Facebook and Twitter profile pictures allow friends, neighbors and strangers to judge us on paper. Does yours say that you're an animal welfare expert?
by Lucas Sjostrom, Associate Editor, Hoard's Dairyman
We're in a constant fight for face time with consumers against our animal rights foes. Animal rights activists are very good at messaging. Using donated resources to hire a professional staff, their war chests tower over that of animal agriculture. According to HumaneWatch.org, the Humane Society of the United States probably has about 450,000 active supporters and a budget of just under $122 million (http://humanewatch.org/index.php/site/categories/category/the_best_of_humanewatch/).
Their high-quality messaging doesn't stop at television advertisements and mailing campaigns. Think of the pictures you've seen of animal rights leaders. They fit in two main categories; posing with an animal in the picture and professional dress. Sometimes they are both.

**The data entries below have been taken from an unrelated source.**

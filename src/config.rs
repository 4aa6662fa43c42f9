use std::env;

/// Connection parameters for the relational store. Defaults point at a local
/// MySQL instance, which is where the back office normally runs.
#[derive(Debug, Clone)]
pub struct DbConfig {
    pub host: String,
    pub port: u16,
    pub database: String,
    pub username: String,
    pub password: String,
    url_override: Option<String>,
}

impl Default for DbConfig {
    fn default() -> Self {
        Self {
            host: "localhost".to_owned(),
            port: 3306,
            database: "dark_kitchen".to_owned(),
            username: "root".to_owned(),
            password: String::new(),
            url_override: None,
        }
    }
}

impl DbConfig {
    pub fn new(
        host: impl Into<String>,
        port: u16,
        database: impl Into<String>,
        username: impl Into<String>,
        password: impl Into<String>,
    ) -> Self {
        Self {
            host: host.into(),
            port,
            database: database.into(),
            username: username.into(),
            password: password.into(),
            url_override: None,
        }
    }

    /// Bypasses the host/port fields entirely and connects to the given URL.
    /// Tests use this to point at in-memory SQLite.
    pub fn from_url(url: impl Into<String>) -> Self {
        Self {
            url_override: Some(url.into()),
            ..Default::default()
        }
    }

    /// Reads `DATABASE_URL` if set, otherwise assembles the config from the
    /// individual `DK_DB_*` variables, falling back to the defaults.
    pub fn from_env() -> Self {
        if let Ok(url) = env::var("DATABASE_URL") {
            return Self::from_url(url);
        }

        let base = Self::default();
        Self {
            host: env::var("DK_DB_HOST").unwrap_or(base.host),
            port: env::var("DK_DB_PORT")
                .ok()
                .and_then(|port| port.parse().ok())
                .unwrap_or(base.port),
            database: env::var("DK_DB_NAME").unwrap_or(base.database),
            username: env::var("DK_DB_USER").unwrap_or(base.username),
            password: env::var("DK_DB_PASSWORD").unwrap_or(base.password),
            url_override: None,
        }
    }

    pub fn url(&self) -> String {
        match &self.url_override {
            Some(url) => url.clone(),
            None => format!(
                "mysql://{}:{}@{}:{}/{}",
                self.username, self.password, self.host, self.port, self.database
            ),
        }
    }

    /// Operator-facing summary, credentials left out.
    pub fn connection_info(&self) -> String {
        format!(
            "Host: {}:{} | Database: {} | User: {}",
            self.host, self.port, self.database, self.username
        )
    }
}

Yesterday, I spoke to the Minnesota Agricultural Ambassadors Institute in Red Wing, Minn. About 40 young agriculturalists serving as various livestock and crop ambassadors are taking part in the three-day leadership-training event.

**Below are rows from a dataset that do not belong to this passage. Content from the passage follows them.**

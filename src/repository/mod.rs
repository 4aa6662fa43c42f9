pub mod category;
pub mod customer;
pub mod dish;

pub use category::CategoryRepository;
pub use customer::CustomerRepository;
pub use dish::DishRepository;
use std::sync::Arc;

use chrono::Utc;
use sea_orm::sea_query::Expr;
use sea_orm::{ColumnTrait, EntityTrait, QueryFilter, QueryOrder, Set};
use tracing::{error, info};

use crate::db::ConnectionProvider;
use crate::entities::category::{self, Entity as Category};
use crate::error::DataError;

/// CRUD facade for category rows. Categories are never removed, only flagged
/// inactive.
pub struct CategoryRepository {
    provider: Arc<ConnectionProvider>,
}

impl CategoryRepository {
    pub fn new(provider: Arc<ConnectionProvider>) -> Self {
        Self { provider }
    }

    /// Inserts the record and back-fills the generated id and creation
    /// timestamp.
    pub async fn create(&self, record: &mut category::Model) -> Result<(), DataError> {
        let db = self.provider.acquire().await?;
        let created = Utc::now();
        let row = category::ActiveModel {
            name: Set(record.name.clone()),
            description: Set(record.description.clone()),
            active: Set(record.active),
            created_at: Set(created),
            ..Default::default()
        };

        match Category::insert(row).exec(&db).await {
            Ok(res) => {
                record.category_id = res.last_insert_id;
                record.created_at = created;
                info!(id = record.category_id, name = %record.name, "category created");
                Ok(())
            }
            Err(err) => {
                error!(%err, "failed to create category");
                Err(err.into())
            }
        }
    }

    /// Active categories only, ordered by name. Soft-deleted rows never show
    /// up here.
    pub async fn read_all(&self) -> Result<Vec<category::Model>, DataError> {
        let db = self.provider.acquire().await?;
        Category::find()
            .filter(category::Column::Active.eq(true))
            .order_by_asc(category::Column::Name)
            .all(&db)
            .await
            .map_err(|err| {
                error!(%err, "failed to list categories");
                DataError::from(err)
            })
    }

    /// Finds by id regardless of the active flag.
    pub async fn read_by_id(&self, category_id: i32) -> Result<Option<category::Model>, DataError> {
        let db = self.provider.acquire().await?;
        Category::find_by_id(category_id)
            .one(&db)
            .await
            .map_err(|err| {
                error!(%err, category_id, "failed to read category");
                DataError::from(err)
            })
    }

    pub async fn update(&self, record: &category::Model) -> Result<(), DataError> {
        let db = self.provider.acquire().await?;
        let result = Category::update_many()
            .col_expr(category::Column::Name, Expr::value(record.name.clone()))
            .col_expr(
                category::Column::Description,
                Expr::value(record.description.clone()),
            )
            .col_expr(category::Column::Active, Expr::value(record.active))
            .filter(category::Column::CategoryId.eq(record.category_id))
            .exec(&db)
            .await
            .map_err(|err| {
                error!(%err, "failed to update category");
                DataError::from(err)
            })?;

        if result.rows_affected == 1 {
            info!(id = record.category_id, "category updated");
            Ok(())
        } else {
            Err(DataError::NotFound)
        }
    }

    /// Soft delete: flips the active flag, the row stays.
    pub async fn delete(&self, category_id: i32) -> Result<(), DataError> {
        let db = self.provider.acquire().await?;
        let result = Category::update_many()
            .col_expr(category::Column::Active, Expr::value(false))
            .filter(category::Column::CategoryId.eq(category_id))
            .exec(&db)
            .await
            .map_err(|err| {
                error!(%err, category_id, "failed to deactivate category");
                DataError::from(err)
            })?;

        if result.rows_affected == 1 {
            info!(id = category_id, "category deactivated");
            Ok(())
        } else {
            Err(DataError::NotFound)
        }
    }
}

During part of my presentation, I played a game with the attendees using pictures. On the screen I put head shots of animal rights activists, animal welfare specialists and a few farmers. Then, without telling the attendees who was represented in the head shots, I asked them to make a judgment of the people in the pictures based on what they could see about their knowledge of animal welfare and food safety.

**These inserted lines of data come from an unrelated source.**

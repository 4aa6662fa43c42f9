use sea_orm::{DbErr, SqlErr};
use thiserror::Error;

/// Failure kinds surfaced by the data-access layer. Callers that only care
/// about the old boolean contract can just check `is_ok()`.
#[derive(Debug, Error)]
pub enum DataError {
    #[error("database connection failed: {0}")]
    Connection(String),
    #[error("constraint violation: {0}")]
    Constraint(String),
    #[error("record not found")]
    NotFound,
    #[error("database error: {0}")]
    Backend(String),
}

impl From<DbErr> for DataError {
    fn from(err: DbErr) -> Self {
        if let Some(sql_err) = err.sql_err() {
            return match sql_err {
                SqlErr::UniqueConstraintViolation(msg) => DataError::Constraint(msg),
                SqlErr::ForeignKeyConstraintViolation(msg) => DataError::Constraint(msg),
                _ => DataError::Backend(err.to_string()),
            };
        }

        match err {
            DbErr::Conn(_) | DbErr::ConnectionAcquire(_) => DataError::Connection(err.to_string()),
            DbErr::RecordNotFound(_) | DbErr::RecordNotUpdated => DataError::NotFound,
            other => DataError::Backend(other.to_string()),
        }
    }
}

Based on the pictures, the animal rights activists received pretty high marks. The attendees commented that they "obviously cared about animals" and "worked on a farm." One of them was holding a dog and the other one was petting a sheep.
Our agricultural leaders looked professional, "political" (standing in front of a flag) and educated. Those aren't bad terms, but wouldn't you rather be associated with animals? The picture that received the best marks was a dairy farmer standing with a cow in his parlor. The student leaders commented that he looked like a hard worker, a farmer and a person who cares for animals all day.
When picking your next profile/timeline picture on Facebook, LinkedIn or Twitter, think about the message you're sending across. Can people look at you and instantly give you credibility in the area of animal welfare? If not, it might be time for a status update.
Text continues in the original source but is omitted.